Return the records below exactly as they are written.

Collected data
== == ==

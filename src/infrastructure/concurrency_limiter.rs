//! Concurrency Limiter
//!
//! Caps the number of outbound lookups in flight across every resolution
//! run in the process.

use std::sync::atomic::{AtomicU64, AtomicUsize, Ordering};
use tokio::sync::{Semaphore, SemaphorePermit};

/// Limiter configuration.
#[derive(Debug, Clone)]
pub struct LimiterConfig {
    /// Maximum lookups admitted at once
    pub max_concurrent: usize,
}

impl Default for LimiterConfig {
    fn default() -> Self {
        Self { max_concurrent: 5 }
    }
}

/// Returned by [`ConcurrencyLimiter::acquire`] after [`ConcurrencyLimiter::close`].
#[derive(Debug, Clone, Copy, PartialEq, Eq, thiserror::Error)]
#[error("concurrency limiter is closed")]
pub struct LimiterClosed;

/// Semaphore-backed admission gate.
///
/// Waiters are admitted in FIFO order. Every admission is counted so tests
/// and logs can observe the peak concurrency actually reached.
pub struct ConcurrencyLimiter {
    config: LimiterConfig,
    semaphore: Semaphore,
    in_flight: AtomicUsize,
    peak: AtomicUsize,
    total_admitted: AtomicU64,
}

impl ConcurrencyLimiter {
    /// Create a new limiter. A zero limit is raised to one.
    pub fn new(config: LimiterConfig) -> Self {
        let permits = config.max_concurrent.max(1);
        Self {
            config: LimiterConfig {
                max_concurrent: permits,
            },
            semaphore: Semaphore::new(permits),
            in_flight: AtomicUsize::new(0),
            peak: AtomicUsize::new(0),
            total_admitted: AtomicU64::new(0),
        }
    }

    /// Wait for a slot.
    ///
    /// The slot is released when the returned permit is dropped.
    pub async fn acquire(&self) -> Result<LimiterPermit<'_>, LimiterClosed> {
        let permit = self.semaphore.acquire().await.map_err(|_| LimiterClosed)?;

        let now = self.in_flight.fetch_add(1, Ordering::SeqCst) + 1;
        self.peak.fetch_max(now, Ordering::SeqCst);
        self.total_admitted.fetch_add(1, Ordering::Relaxed);

        Ok(LimiterPermit {
            _permit: permit,
            in_flight: &self.in_flight,
        })
    }

    /// Stop admitting. Pending and future `acquire` calls fail.
    pub fn close(&self) {
        self.semaphore.close();
    }

    pub fn is_closed(&self) -> bool {
        self.semaphore.is_closed()
    }

    pub fn max_concurrent(&self) -> usize {
        self.config.max_concurrent
    }

    /// Lookups currently holding a slot.
    pub fn in_flight(&self) -> usize {
        self.in_flight.load(Ordering::SeqCst)
    }

    /// Highest concurrent admission count seen so far.
    pub fn peak(&self) -> usize {
        self.peak.load(Ordering::SeqCst)
    }

    pub fn total_admitted(&self) -> u64 {
        self.total_admitted.load(Ordering::Relaxed)
    }

    /// Free slots right now.
    pub fn available(&self) -> usize {
        self.semaphore.available_permits()
    }
}

impl Default for ConcurrencyLimiter {
    fn default() -> Self {
        Self::new(LimiterConfig::default())
    }
}

/// A held slot.
pub struct LimiterPermit<'a> {
    _permit: SemaphorePermit<'a>,
    in_flight: &'a AtomicUsize,
}

impl Drop for LimiterPermit<'_> {
    fn drop(&mut self) {
        self.in_flight.fetch_sub(1, Ordering::SeqCst);
    }
}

== == ==

_Solution to the problem_
filename src/infrastructure/concurrency_limiter.rs
//! Concurrency Limiter
//!
//! Caps the number of outbound lookups in flight across every resolution
//! run in the process.

use std::sync::atomic::{AtomicU64, AtomicUsize, Ordering};
use tokio::sync::{Semaphore, SemaphorePermit};

/// Limiter configuration.
#[derive(Debug, Clone)]
pub struct LimiterConfig {
    /// Maximum lookups admitted at once
    pub max_concurrent: usize,
}

impl Default for LimiterConfig {
    fn default() -> Self {
        Self { max_concurrent: 5 }
    }
}

/// Returned by [`ConcurrencyLimiter::acquire`] after [`ConcurrencyLimiter::close`].
#[derive(Debug, Clone, Copy, PartialEq, Eq, thiserror::Error)]
#[error("concurrency limiter is closed")]
pub struct LimiterClosed;

/// Semaphore-backed admission gate.
///
/// Waiters are admitted in FIFO order. Every admission is counted so tests
/// and logs can observe the peak concurrency actually reached.
pub struct ConcurrencyLimiter {
    config: LimiterConfig,
    semaphore: Semaphore,
    in_flight: AtomicUsize,
    peak: AtomicUsize,
    total_admitted: AtomicU64,
}

impl ConcurrencyLimiter {
    /// Create a new limiter. A zero limit is raised to one.
    pub fn new(config: LimiterConfig) -> Self {
        let permits = config.max_concurrent.max(1);
        Self {
            config: LimiterConfig {
                max_concurrent: permits,
            },
            semaphore: Semaphore::new(permits),
            in_flight: AtomicUsize::new(0),
            peak: AtomicUsize::new(0),
            total_admitted: AtomicU64::new(0),
        }
    }

    /// Wait for a slot.
    ///
    /// The slot is released when the returned permit is dropped.
    pub async fn acquire(&self) -> Result<LimiterPermit<'_>, LimiterClosed> {
        let permit = self.semaphore.acquire().await.map_err(|_| LimiterClosed)?;

        let now = self.in_flight.fetch_add(1, Ordering::SeqCst) + 1;
        self.peak.fetch_max(now, Ordering::SeqCst);
        self.total_admitted.fetch_add(1, Ordering::Relaxed);

        Ok(LimiterPermit {
            _permit: permit,
            in_flight: &self.in_flight,
        })
    }

    /// Stop admitting. Pending and future `acquire` calls fail.
    pub fn close(&self) {
        self.semaphore.close();
    }

    pub fn is_closed(&self) -> bool {
        self.semaphore.is_closed()
    }

    pub fn max_concurrent(&self) -> usize {
        self.config.max_concurrent
    }

    /// Lookups currently holding a slot.
    pub fn in_flight(&self) -> usize {
        self.in_flight.load(Ordering::SeqCst)
    }

    /// Highest concurrent admission count seen so far.
    pub fn peak(&self) -> usize {
        self.peak.load(Ordering::SeqCst)
    }

    pub fn total_admitted(&self) -> u64 {
        self.total_admitted.load(Ordering::Relaxed)
    }

    /// Free slots right now.
    pub fn available(&self) -> usize {
        self.semaphore.available_permits()
    }
}

impl Default for ConcurrencyLimiter {
    fn default() -> Self {
        Self::new(LimiterConfig::default())
    }
}

/// A held slot.
pub struct LimiterPermit<'a> {
    _permit: SemaphorePermit<'a>,
    in_flight: &'a AtomicUsize,
}

impl Drop for LimiterPermit<'_> {
    fn drop(&mut self) {
        self.in_flight.fetch_sub(1, Ordering::SeqCst);
    }
}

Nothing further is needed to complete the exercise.